Cet argument fit mouche et, après un moment de silence, Flavia reprit la parole, décidée à s’ouvrir complètement à son amie.

— Justement, Chiara, j’ai résolu quelque chose. Tu sais, je crois au destin et je pense que rien n’arrive pas hasard. Si c’est arrivé, c’est pour une bonne raison. Viens, je vais t’expliquer…

— Mais les sfogliatelle…

— On les emporte, il faut que je te montre quelque chose pour que tu comprennes.

A ces mots, elle entraîna son amie un peu plus loin, jusqu’à l’église Santa Maria Francesca delle Cinque Piaghe.

Elle fréquentait cette petite église pour se recueillir quand elle avait le cœur troublé par les soucis que lui donnait l’état de santé de sa mère, et demander à la sainte d’intercéder en sa faveur.

Elle se posta au pied d’un tableau représentant le premier des archanges, Saint Michel, le pied sur la gorge de l’Adversaire, Satan, le bras levé, empoignant un glaive, se préparant à faire justice.

Flavia venait souvent admirer le visage du chef de la milice céleste, pur et impassible, tranchant le mal sans haine, et son corps de guerrier sanglé dans une armure de centurion frappé de la croix, implacable outil du châtiment divin.

« Chiara, est-ce que tu sais ce qu’est un héros psychopompe ? » demanda-t-elle à voix basse.

Chiara fit un signe négatif de la tête. Flavia reprit : « C’est un héros qui est capable d’aller jusqu’au fond de l’enfer, en l’occurrence pour combattre le mal, comme Saint Michel. Il y a d’autres exemples, comme Orphée qui y est allé rechercher son amour, Eurydice ».

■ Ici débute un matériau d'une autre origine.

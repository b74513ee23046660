pub mod snapshot;

pub use snapshot::DiagramSnapshot;

use ahash::AHashMap;
use serde::{Deserialize, Serialize};

/// A 2D layout coordinate.
#[derive(Debug, Clone, Copy, Default, PartialEq, Serialize, Deserialize)]
pub struct Position {
    pub x: f32,
    pub y: f32,
}

/// Resolved visual class of an edge, consumed by the render adapter.
#[derive(Debug, Clone, Copy, PartialEq, Eq, Serialize, Deserialize)]
pub enum EdgeStyle {
    /// Plain sequential connection.
    Plain,
    /// Affirmative branch of a binary decision.
    Yes,
    /// Negative branch of a binary decision.
    No,
    /// Labeled option of a multi-way decision.
    Choice,
}

impl EdgeStyle {
    /// Stroke color the render adapter applies for this class.
    pub fn stroke(&self) -> &'static str {
        match self {
            EdgeStyle::Plain => "#64748b",
            EdgeStyle::Yes => "#16a34a",
            EdgeStyle::No => "#dc2626",
            EdgeStyle::Choice => "#2563eb",
        }
    }
}

/// One selectable branch leaving a decision node, shown by the render
/// adapter as an inline preview.
#[derive(Debug, Clone, PartialEq, Eq, Serialize, Deserialize)]
pub struct DecisionOption {
    pub label: String,
    pub description: String,
    pub target_node_id: Option<String>,
}

/// A visible node enriched with every pipeline-derived field.
///
/// Input definitions are never mutated; each pipeline run produces fresh
/// records.
#[derive(Debug, Clone, PartialEq, Serialize, Deserialize)]
pub struct DiagramNode {
    pub id: String,
    pub label: String,
    pub depth: u32,
    pub metadata: AHashMap<String, String>,
    pub position: Position,
    pub has_children: bool,
    pub expanded: bool,
    pub is_decision: bool,
    pub decision_options: Vec<DecisionOption>,
}

/// A visible edge enriched with its branch classification.
#[derive(Debug, Clone, PartialEq, Serialize, Deserialize)]
pub struct DiagramEdge {
    pub id: String,
    pub source: String,
    pub target: String,
    pub label: Option<String>,
    pub is_decision_edge: bool,
    pub is_yes: bool,
    pub is_no: bool,
    pub style: EdgeStyle,
}

/// The complete output of one pipeline run, ready for rendering.
#[derive(Debug, Clone, Default, PartialEq, Serialize, Deserialize)]
pub struct DiagramView {
    pub nodes: Vec<DiagramNode>,
    pub edges: Vec<DiagramEdge>,
}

Chiara ne répliqua pas mais leva les yeux au ciel, s’attendant au pire devant cette introduction aux accents dramatiques.

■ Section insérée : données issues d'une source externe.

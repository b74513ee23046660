use crate::error::SnapshotError;
use crate::view::DiagramView;
use bincode::config::standard;
use bincode::serde::{decode_from_slice, encode_to_vec};
use serde::{Deserialize, Serialize};
use std::fs;
use std::io::{Read, Write};

/// A computed diagram view frozen to disk.
///
/// Render adapters that precompute layouts headlessly (or cache the last
/// view between sessions) store the view together with the expansion state
/// it was computed under, so a reload can tell whether the snapshot still
/// matches the user's state.
#[derive(Serialize, Deserialize, Debug)]
pub struct DiagramSnapshot {
    /// Sorted expanded-node IDs the view was computed under.
    pub expanded: Vec<String>,
    pub view: DiagramView,
}

impl DiagramSnapshot {
    pub fn new(mut expanded: Vec<String>, view: DiagramView) -> Self {
        expanded.sort();
        Self { expanded, view }
    }

    /// Saves the snapshot to a file using the bincode format.
    pub fn save(&self, path: &str) -> Result<(), SnapshotError> {
        let bytes = encode_to_vec(self, standard())
            .map_err(|e| SnapshotError::Generic(format!("Serialization failed: {}", e)))?;
        let mut file = fs::File::create(path).map_err(|e| {
            SnapshotError::Generic(format!("Could not create file '{}': {}", path, e))
        })?;
        file.write_all(&bytes).map_err(|e| {
            SnapshotError::Generic(format!("Could not write to file '{}': {}", path, e))
        })?;
        Ok(())
    }

    /// Loads a snapshot from a file.
    pub fn from_file(path: &str) -> Result<Self, SnapshotError> {
        let mut file = fs::File::open(path)
            .map_err(|e| SnapshotError::Generic(format!("Could not open file '{}': {}", path, e)))?;
        let mut bytes = Vec::new();
        file.read_to_end(&mut bytes).map_err(|e| {
            SnapshotError::Generic(format!("Could not read from file '{}': {}", path, e))
        })?;
        Self::from_bytes(&bytes)
    }

    /// Deserializes a snapshot from a byte slice.
    pub fn from_bytes(bytes: &[u8]) -> Result<Self, SnapshotError> {
        decode_from_slice(bytes, standard())
            .map(|(snapshot, _)| snapshot) // bincode 2 returns a tuple (data, bytes_read)
            .map_err(|e| SnapshotError::Generic(format!("Deserialization failed: {}", e)))
    }
}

Son amie poursuivit : « Je te parlais du destin tout à l’heure, et bien, d’un côté, mon père a été tué, très probablement par la mafia vu le mode opératoire, et de l’autre, le hasard m’a mis en présence du grand chef de cette abominable organisation. En conséquence, je vais essayer de découvrir… ».

Elle n’eut pas le temps d’achever sa phrase que Chiara s’exclamait : « C’est du pur délire, je ne peux pas te laisser… ».

Mais elle s’interrompit en voyant les quelques fidèles qui priaient dans l’église lever la tête et tira Flavia par la main en dehors de l’édifice. Là, elle éclata, saisissant les bras de son amie : « Tu ne peux pas t’engager sur ce chemin, c’est ta vie que tu risques dans cette histoire ! Ce sont des forces qui te dépassent, tu ne peux rien contre elles ! ».

Flavia planta son regard véhément dans celui de Chiara : « Je comprends toutes tes objections, tu as parfaitement raison, d’ailleurs. Mais je suis décidée. Il fallait simplement que tu sois au courant au cas où il m’arrive quelque chose. Je ne veux pas être comme ces automates qui sont les spectateurs indifférents de toute cette horreur ».

Abasourdie par cette déclaration, Chiara ne sut plus que répondre et se contenta de serrer son amie contre elle en murmurant à son oreille : « En fait, je te comprends aussi… Si quelqu’un avait fait du mal à mon père, je n’aurais de cesse de le traquer pour le tuer, oui, je le ferais de mes propres mains…Mais fais attention à toi, quoi que tu fasses, pense que ton père ne voudrait pas que sa fille soit victime de la même saleté qui lui a enlevé la vie ».

Les deux jeunes filles se contemplèrent mutuellement, bouleversées jusqu’au fond de leur âme d’être en si complète communion de pensée. Elles s’étreignirent longuement, au milieu de la foule des passants, puis se quittèrent en réitérant de poignants serments d’amitié et d’assistance envers et contre tout.

Si elle s’était précipitée pour retrouver Chiara, elle regagna lentement son studio, s’arrêtant au passage dans une mercerie pour remplacer les boutons qui avaient été arrachés de son uniforme de serveuse, puis dans une boutique de vêtements pour acheter une chemise pour le soir-même.

Chemin faisant, elle essayait de mettre au point un plan de bataille pour parvenir à ses fins, mais elle n’avait pas la moindre idée de comment s’y prendre.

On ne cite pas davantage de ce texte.